» **BRIEF**
State the number of lines in these records that include the word "using", and add nothing to it.

(Saved entries)
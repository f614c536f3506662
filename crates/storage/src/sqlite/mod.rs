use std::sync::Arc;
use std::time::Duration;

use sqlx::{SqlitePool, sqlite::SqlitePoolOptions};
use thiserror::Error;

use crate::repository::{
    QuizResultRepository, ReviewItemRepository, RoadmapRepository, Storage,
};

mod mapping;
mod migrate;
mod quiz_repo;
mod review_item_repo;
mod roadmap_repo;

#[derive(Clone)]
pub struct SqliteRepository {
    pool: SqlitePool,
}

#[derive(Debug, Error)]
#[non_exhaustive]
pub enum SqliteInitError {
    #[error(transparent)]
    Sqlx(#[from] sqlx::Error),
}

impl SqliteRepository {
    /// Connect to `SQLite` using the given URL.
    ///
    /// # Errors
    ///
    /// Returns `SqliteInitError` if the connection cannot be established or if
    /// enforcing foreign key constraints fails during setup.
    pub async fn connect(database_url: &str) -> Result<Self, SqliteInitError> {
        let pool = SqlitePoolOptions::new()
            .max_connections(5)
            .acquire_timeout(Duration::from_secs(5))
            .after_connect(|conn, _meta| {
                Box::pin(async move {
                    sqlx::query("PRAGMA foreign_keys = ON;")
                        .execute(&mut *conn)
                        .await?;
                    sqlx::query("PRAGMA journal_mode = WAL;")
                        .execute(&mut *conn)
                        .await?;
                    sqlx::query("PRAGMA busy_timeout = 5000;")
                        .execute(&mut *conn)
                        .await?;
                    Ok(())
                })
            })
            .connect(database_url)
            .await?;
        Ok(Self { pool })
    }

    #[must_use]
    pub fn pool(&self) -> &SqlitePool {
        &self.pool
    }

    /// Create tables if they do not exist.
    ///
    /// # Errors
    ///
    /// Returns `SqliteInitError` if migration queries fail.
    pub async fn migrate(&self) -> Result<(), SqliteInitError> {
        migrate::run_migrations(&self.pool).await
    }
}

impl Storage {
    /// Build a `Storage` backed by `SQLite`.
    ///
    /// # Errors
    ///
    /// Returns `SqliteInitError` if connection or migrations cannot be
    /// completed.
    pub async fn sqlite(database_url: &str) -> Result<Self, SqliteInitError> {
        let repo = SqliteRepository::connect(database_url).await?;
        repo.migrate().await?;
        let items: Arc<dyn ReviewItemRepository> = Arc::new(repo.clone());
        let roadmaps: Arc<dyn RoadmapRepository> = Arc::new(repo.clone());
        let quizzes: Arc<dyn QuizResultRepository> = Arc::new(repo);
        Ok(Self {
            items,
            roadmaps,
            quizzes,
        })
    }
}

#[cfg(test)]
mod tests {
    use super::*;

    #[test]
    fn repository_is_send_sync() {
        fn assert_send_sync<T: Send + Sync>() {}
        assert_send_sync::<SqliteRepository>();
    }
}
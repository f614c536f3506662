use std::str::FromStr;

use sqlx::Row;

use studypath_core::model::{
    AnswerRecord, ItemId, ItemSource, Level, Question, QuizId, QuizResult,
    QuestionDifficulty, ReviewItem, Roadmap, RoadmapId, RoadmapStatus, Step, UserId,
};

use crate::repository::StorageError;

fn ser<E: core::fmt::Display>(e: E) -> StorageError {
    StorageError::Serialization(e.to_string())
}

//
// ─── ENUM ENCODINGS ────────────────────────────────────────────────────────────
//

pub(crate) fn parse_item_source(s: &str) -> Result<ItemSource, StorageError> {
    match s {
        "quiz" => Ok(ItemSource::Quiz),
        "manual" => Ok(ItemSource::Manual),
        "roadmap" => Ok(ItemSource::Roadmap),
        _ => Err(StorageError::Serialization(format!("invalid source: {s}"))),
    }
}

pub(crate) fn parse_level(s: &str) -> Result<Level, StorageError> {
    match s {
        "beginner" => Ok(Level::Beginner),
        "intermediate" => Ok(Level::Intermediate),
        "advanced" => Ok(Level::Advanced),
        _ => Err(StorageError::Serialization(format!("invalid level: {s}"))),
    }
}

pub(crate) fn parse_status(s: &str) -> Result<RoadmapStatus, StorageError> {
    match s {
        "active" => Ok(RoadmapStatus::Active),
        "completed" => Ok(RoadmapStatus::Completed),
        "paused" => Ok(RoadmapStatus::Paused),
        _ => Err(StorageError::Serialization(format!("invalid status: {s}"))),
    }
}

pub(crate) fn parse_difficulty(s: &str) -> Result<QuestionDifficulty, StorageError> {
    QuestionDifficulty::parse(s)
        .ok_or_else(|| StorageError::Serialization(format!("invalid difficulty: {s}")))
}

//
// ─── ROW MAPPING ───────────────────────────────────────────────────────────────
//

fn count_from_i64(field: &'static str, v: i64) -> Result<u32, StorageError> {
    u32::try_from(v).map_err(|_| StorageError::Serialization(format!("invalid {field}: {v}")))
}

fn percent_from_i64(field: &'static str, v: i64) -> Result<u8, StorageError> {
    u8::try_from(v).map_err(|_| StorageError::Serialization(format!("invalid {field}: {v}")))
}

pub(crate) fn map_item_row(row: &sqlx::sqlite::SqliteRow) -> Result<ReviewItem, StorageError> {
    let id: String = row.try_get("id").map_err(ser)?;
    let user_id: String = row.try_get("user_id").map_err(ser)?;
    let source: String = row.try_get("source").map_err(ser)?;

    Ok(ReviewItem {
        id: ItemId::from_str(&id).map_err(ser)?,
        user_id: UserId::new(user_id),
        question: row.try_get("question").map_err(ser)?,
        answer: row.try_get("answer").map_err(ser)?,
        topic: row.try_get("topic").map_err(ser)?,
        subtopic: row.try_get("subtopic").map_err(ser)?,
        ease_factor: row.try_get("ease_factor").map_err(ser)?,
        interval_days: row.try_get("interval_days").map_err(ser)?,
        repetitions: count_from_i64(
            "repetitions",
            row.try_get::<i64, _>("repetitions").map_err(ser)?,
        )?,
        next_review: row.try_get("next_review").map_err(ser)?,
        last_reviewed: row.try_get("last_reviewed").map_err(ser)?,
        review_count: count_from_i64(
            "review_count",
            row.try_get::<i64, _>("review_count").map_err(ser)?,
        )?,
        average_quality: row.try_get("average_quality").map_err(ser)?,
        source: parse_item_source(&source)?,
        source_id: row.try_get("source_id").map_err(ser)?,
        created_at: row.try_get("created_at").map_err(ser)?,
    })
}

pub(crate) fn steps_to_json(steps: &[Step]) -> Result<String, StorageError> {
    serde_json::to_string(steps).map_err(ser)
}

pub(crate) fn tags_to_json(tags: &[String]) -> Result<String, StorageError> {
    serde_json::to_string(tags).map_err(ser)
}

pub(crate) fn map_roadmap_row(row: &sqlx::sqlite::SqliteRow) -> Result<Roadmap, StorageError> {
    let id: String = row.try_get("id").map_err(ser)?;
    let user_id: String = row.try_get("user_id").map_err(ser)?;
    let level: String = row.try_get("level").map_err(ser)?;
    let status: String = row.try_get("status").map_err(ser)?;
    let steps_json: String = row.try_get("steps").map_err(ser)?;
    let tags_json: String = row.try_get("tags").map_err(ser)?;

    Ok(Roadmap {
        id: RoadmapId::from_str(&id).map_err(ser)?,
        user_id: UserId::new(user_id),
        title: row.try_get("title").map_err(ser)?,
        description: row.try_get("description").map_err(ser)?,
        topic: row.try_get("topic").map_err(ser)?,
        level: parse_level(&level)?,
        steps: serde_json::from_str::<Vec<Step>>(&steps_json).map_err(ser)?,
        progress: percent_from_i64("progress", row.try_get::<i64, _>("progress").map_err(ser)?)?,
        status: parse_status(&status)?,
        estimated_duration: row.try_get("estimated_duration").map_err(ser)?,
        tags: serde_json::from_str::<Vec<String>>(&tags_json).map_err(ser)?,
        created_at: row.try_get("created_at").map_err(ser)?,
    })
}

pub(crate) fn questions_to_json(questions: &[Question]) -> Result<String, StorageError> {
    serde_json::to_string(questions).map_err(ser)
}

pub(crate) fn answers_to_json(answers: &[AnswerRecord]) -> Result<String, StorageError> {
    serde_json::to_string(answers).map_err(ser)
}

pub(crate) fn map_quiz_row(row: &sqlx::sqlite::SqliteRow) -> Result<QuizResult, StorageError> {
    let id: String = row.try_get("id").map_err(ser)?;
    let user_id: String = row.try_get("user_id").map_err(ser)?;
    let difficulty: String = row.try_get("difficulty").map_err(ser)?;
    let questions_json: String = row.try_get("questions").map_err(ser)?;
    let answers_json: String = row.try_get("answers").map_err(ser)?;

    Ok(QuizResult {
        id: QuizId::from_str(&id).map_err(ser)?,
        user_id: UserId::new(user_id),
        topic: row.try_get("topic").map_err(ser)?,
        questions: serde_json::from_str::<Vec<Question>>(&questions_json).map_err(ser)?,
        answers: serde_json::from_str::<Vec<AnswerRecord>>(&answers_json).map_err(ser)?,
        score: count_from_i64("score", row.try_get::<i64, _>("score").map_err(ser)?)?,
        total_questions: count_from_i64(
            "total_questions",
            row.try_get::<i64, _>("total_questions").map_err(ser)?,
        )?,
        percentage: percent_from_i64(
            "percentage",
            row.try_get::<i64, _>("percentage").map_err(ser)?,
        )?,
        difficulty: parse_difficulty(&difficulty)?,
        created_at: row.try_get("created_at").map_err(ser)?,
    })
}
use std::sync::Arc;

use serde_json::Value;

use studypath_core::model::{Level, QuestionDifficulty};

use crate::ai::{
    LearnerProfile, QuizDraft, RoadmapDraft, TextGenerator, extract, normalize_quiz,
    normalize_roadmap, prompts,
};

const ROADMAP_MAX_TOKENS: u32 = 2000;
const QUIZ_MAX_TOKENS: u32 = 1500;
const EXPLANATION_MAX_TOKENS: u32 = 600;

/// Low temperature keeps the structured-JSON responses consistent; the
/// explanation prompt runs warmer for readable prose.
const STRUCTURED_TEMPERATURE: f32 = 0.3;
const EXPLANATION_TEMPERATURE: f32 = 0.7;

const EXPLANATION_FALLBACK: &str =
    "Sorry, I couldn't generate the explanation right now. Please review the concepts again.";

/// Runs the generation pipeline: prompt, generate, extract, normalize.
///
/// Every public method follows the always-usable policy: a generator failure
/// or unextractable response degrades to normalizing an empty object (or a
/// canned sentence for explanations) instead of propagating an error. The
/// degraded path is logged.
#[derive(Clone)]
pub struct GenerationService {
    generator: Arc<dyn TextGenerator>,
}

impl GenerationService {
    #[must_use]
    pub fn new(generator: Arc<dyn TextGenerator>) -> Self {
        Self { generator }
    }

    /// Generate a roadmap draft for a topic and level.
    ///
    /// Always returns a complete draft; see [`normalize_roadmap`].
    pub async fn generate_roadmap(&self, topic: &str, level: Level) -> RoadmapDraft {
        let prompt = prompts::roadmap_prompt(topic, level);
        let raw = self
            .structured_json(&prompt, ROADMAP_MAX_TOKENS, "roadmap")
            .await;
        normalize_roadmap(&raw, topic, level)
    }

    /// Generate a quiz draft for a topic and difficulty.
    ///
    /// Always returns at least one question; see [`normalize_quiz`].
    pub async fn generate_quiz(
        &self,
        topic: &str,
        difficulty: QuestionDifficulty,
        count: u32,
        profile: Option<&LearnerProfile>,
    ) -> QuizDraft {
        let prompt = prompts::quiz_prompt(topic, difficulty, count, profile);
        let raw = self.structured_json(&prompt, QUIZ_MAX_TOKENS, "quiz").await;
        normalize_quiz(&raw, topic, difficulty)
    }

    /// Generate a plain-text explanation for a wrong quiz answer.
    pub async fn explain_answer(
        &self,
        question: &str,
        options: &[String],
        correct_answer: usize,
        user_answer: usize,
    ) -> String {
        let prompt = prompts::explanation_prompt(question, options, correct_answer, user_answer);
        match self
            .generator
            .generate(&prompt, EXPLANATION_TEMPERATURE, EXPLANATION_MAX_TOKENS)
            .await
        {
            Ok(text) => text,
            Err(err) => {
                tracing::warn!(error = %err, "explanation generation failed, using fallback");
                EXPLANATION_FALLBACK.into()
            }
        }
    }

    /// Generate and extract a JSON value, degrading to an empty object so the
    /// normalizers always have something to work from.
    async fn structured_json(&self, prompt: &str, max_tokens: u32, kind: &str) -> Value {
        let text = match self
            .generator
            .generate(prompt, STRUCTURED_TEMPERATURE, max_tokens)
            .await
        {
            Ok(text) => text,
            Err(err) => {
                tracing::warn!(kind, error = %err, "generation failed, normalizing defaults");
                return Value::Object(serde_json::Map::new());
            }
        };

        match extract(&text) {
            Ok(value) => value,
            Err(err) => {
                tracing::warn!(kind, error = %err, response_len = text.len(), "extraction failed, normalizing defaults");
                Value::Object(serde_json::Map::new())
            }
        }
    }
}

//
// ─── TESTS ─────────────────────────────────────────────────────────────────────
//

» **TASK ANSWER**
2